Rafranz Davis, an instructional technology specialist for a Dallas/Fort Worth area school district in the US and a teacher blogger, writes:

For the past few hours, I’ve thought, rethought, written and erased, over and over again. In between going back and forth, I got to experience the vile realities of Twitter trolls creating accounts for the sole purpose of saying the most unreal, racist, sexist, body-shaming things to me. Clearly, speaking out against the “media interpretation” of awesome teaching ruffled some feathers.

And yet, I am still stuck at…How do I best convey why #IWishmyteacherknew is not just a “bad thing” but an “oh, heck no” thing…

First, let me say that I am an advocate for student voice. I believe wholeheartedly in not just hearing from kids but including them fully in the education process. I have also called the educational community on a number of occasions on equity, community and decision-making with students and families in poverty.

So naturally I was intrigued by this campaign, as the example I saw was mild. It was a child wishing for friends. I shared it and then I started reading articles…many articles. I was mortified because those shares were not just “students sharing their thoughts”; they were “students sharing personal family experiences”.

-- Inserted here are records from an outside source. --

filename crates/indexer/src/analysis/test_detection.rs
//! Test callable detection
//!
//! A callable counts as test code when either
//! - it carries a test annotation (`@Test`, `@ParameterizedTest`, `@RepeatedTest`,
//!   `@TestFactory`), or
//! - it lives in a test source file and its name starts with `test`.
//!
//! Test source files are recognized by directory (`src/test/`, `test/`, `tests/`,
//! `__tests__/`) or by file name (`*Test.java`, `*_test.*`, `*.test.*`, `*.spec.*`).

const TEST_ANNOTATIONS: [&str; 4] = ["Test", "ParameterizedTest", "RepeatedTest", "TestFactory"];

const TEST_DIRECTORIES: [&str; 3] = ["test", "tests", "__tests__"];

pub fn has_test_annotation(annotations: &[String]) -> bool {
    annotations.iter().any(|annotation| {
        let bare = annotation.trim_start_matches('@');
        // `@org.junit.jupiter.api.Test` and `@Test(expected = ...)` both count
        let bare = bare.split('(').next().unwrap_or(bare);
        let simple = bare.rsplit('.').next().unwrap_or(bare).trim();
        TEST_ANNOTATIONS.contains(&simple)
    })
}

pub fn is_test_path(file_path: &str) -> bool {
    let normalized = file_path.replace('\\', "/");
    let mut segments: Vec<&str> = normalized.split('/').filter(|s| !s.is_empty()).collect();
    let Some(file_name) = segments.pop() else {
        return false;
    };

    if segments.iter().any(|dir| TEST_DIRECTORIES.contains(dir)) {
        return true;
    }

    file_name.ends_with("Test.java")
        || file_name.contains("_test.")
        || file_name.contains(".test.")
        || file_name.contains(".spec.")
}

pub fn is_test_callable(name: &str, file_path: &str, annotations: &[String]) -> bool {
    if has_test_annotation(annotations) {
        return true;
    }
    is_test_path(file_path) && name.to_ascii_lowercase().starts_with("test")
}

#[cfg(test)]
mod tests {
    use super::*;

    fn annotations(values: &[&str]) -> Vec<String> {
        values.iter().map(|v| v.to_string()).collect()
    }

    #[test]
    fn test_annotations_mark_tests_anywhere() {
        assert!(is_test_callable("shipsOrder", "src/main/Order.java", &annotations(&["@Test"])));
        assert!(is_test_callable(
            "cases",
            "src/main/Order.java",
            &annotations(&["@org.junit.jupiter.params.ParameterizedTest"])
        ));
        assert!(is_test_callable("x", "a.java", &annotations(&["RepeatedTest(3)"])));
        assert!(!is_test_callable("x", "a.java", &annotations(&["@Override"])));
    }

    #[test]
    fn test_test_paths() {
        assert!(is_test_path("src/test/java/com/acme/OrderTest.java"));
        assert!(is_test_path("tests/integration.rs"));
        assert!(is_test_path("web/__tests__/cart.js"));
        assert!(is_test_path("pkg/order_test.go"));
        assert!(is_test_path("web/cart.test.ts"));
        assert!(is_test_path("web/cart.spec.tsx"));
        assert!(is_test_path("src/OrderTest.java"));
        assert!(!is_test_path("src/main/java/com/acme/Order.java"));
        assert!(!is_test_path("src/contest/Entry.java"));
    }

    #[test]
    fn test_name_prefix_only_counts_in_test_files() {
        assert!(is_test_callable("testCheckout", "src/test/CartTest.java", &[]));
        assert!(is_test_callable("test_checkout", "tests/test_cart.py", &[]));
        assert!(!is_test_callable("checkout", "src/test/CartTest.java", &[]));
        assert!(!is_test_callable("testCheckout", "src/main/Cart.java", &[]));
    }
}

In the age of social media, this is not good…not at all.

The teacher who originated the #IWishmyteacherknew idea - and tweeted the notes her class shared with her - is not the only person affected by this. Families also play a part: families who have children in her class, in the community; families who have access to Facebook, Twitter, the evening news.

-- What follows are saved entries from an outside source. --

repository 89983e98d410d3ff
pub mod config;
pub mod executor;
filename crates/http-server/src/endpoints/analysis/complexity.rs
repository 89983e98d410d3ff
use crate::AppState;
use crate::contract::{EmptyRequest, EndpointConfigTypes};
use crate::define_endpoint;
use crate::endpoints::shared::{
    PathPrefixQueryRequest, StatusResponse, bad_request, non_empty, query_error_response,
};
use axum::extract::{Query, State};
use axum::http::StatusCode;
use axum::response::{IntoResponse, Json, Response};
use querying::complexity::FileComplexity;
use serde::{Deserialize, Serialize};
use ts_rs::TS;

#[derive(Serialize, Deserialize, TS, Default, Debug)]
#[ts(export, export_to = "api.ts")]
pub struct ProjectComplexityResponses {
    #[serde(rename = "200")]
    pub ok: Vec<FileComplexity>,
}

pub struct ProjectComplexityEndpointConfig;

impl EndpointConfigTypes for ProjectComplexityEndpointConfig {
    type PathRequest = EmptyRequest;
    type BodyRequest = EmptyRequest;
    type QueryRequest = PathPrefixQueryRequest;
    type Response = ProjectComplexityResponses;
}

define_endpoint! {
    ProjectComplexityEndpoint,
    ProjectComplexityEndpointDef,
    Get,
    "/analysis/complexity",
    ts_path_type = "\"/api/analysis/complexity\"",
    config = ProjectComplexityEndpointConfig
}

#[derive(Serialize, Deserialize, TS, Default, Debug)]
#[ts(export, export_to = "api.ts")]
pub struct FileComplexityResponses {
    #[serde(rename = "200")]
    pub ok: Option<FileComplexity>,
    #[serde(rename = "400")]
    pub bad_request: Option<StatusResponse>,
    #[serde(rename = "404")]
    pub not_found: Option<StatusResponse>,
}

pub struct FileComplexityEndpointConfig;

impl EndpointConfigTypes for FileComplexityEndpointConfig {
    type PathRequest = EmptyRequest;
    type BodyRequest = EmptyRequest;
    type QueryRequest = PathPrefixQueryRequest;
    type Response = FileComplexityResponses;
}

define_endpoint! {
    FileComplexityEndpoint,
    FileComplexityEndpointDef,
    Get,
    "/analysis/complexity/file",
    ts_path_type = "\"/api/analysis/complexity/file\"",
    config = FileComplexityEndpointConfig
}

/// Complexity of every file under the optional path prefix, most complex first
pub async fn project_complexity_handler(
    State(state): State<AppState>,
    Query(query_params): Query<PathPrefixQueryRequest>,
) -> Json<Vec<FileComplexity>> {
    Json(
        state
            .querying
            .project_complexity(non_empty(query_params.path.as_deref())),
    )
}

pub async fn file_complexity_handler(
    State(state): State<AppState>,
    Query(query_params): Query<PathPrefixQueryRequest>,
) -> Response {
    let Some(path) = non_empty(query_params.path.as_deref()) else {
        return bad_request("empty_path");
    };

    match state.querying.file_complexity(path) {
        Ok(complexity) => (StatusCode::OK, Json(complexity)).into_response(),
        Err(e) => query_error_response(&e),
    }
}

No one should have to hear on the news about the feelings their child shared with a teacher being posted to social media.

Now, before you go all “she had to have had permission” on me, let me be clear in stating that this teacher has been asked on multiple occasions about this issue and the only permission she seems to have been given is by the pupils. They are eight- and nine-year-olds sharing personal family details. If those thoughts were shared without parental consent, this is a big problem.

I even asked my sister what she would do if she saw that my nephew wrote to his teacher about issues that should have been discussed with her but were instead shared online. Let’s just say that if that happened, a visit to the school and superintendent would have been in order.

Quite a few people insist that this teacher was “brave” in selflessly sharing the voices of her students. No, the bravery belongs to the kids.

In addition, I would like to point out that this teacher is not the first to discover and share the existence of poverty. Newsflash: millions of children in the US live in extreme poverty or unbelievable living situations. As a matter of fact, if you extended this prompt across the nation, you might even hear stories about homelessness, abuse, divorce, neglect, addiction, depression, starvation and so on. You might even hear about kids who were poor but still happy. Those stories exist too (you don’t read many of them, though).

Even when it comes to what is being shared on #IWishmyteacherknew, there are other sides to the story. The perspectives of parents, siblings and extended family members are not being considered. Some parents work late and hard to support their kids. Often, children of that age don’t fully comprehend this. Imagine being a working mother reading in a news article online that her kid needed her, and imagine the guilt she may already be feeling multiplying tenfold.

Maybe that’s not the story. Maybe it is. The point is, we don’t know.

Of course, student work is often shared across the edu-sphere, but this is different. This wasn’t just “work”. We were reading notes, written in the original handwriting of students. (They are locally identifiable. If I am a parent of a child in that class, I can simply ask my child or use community knowledge to find out who those kids are. Community shaming is real. Anonymity does not exist in this case because original work with handwriting was published. Most parents know how their own children write.)

But tell me, did you really need to see it written in students’ handwriting to recognise that the world has problems? Were you completely oblivious to the real state of the American child that it took this hashtag to connect with the fact that our kids need help because the world sucks and they feel it? If you need them to pour their hearts out on to coloured index cards for anyone to read, you are a part of the problem.

Student work is not owned by teachers or schools. We have zero right to share their progress, thoughts or examples. That right belongs to families and, unless we get permission from them, we have no business putting their thoughts on the web.

To be clear, I am not muting kids. It is about ethics. It is about what is right and wrong.

One of the many Twitter trolls who contacted me today reminded me that parent permissions to share student work are demanded at the beginning of the school year. I can guarantee that the parents who signed those forms did not count on their personal lives being shared. There is no way.

One more thing: I am most disappointed in an educational community that turned a blind eye to this in public and were not strong enough to speak up for what we know is right concerning student/family privacy. It shouldn’t have to fall to me to push these discussions. Silence means that everyone loses.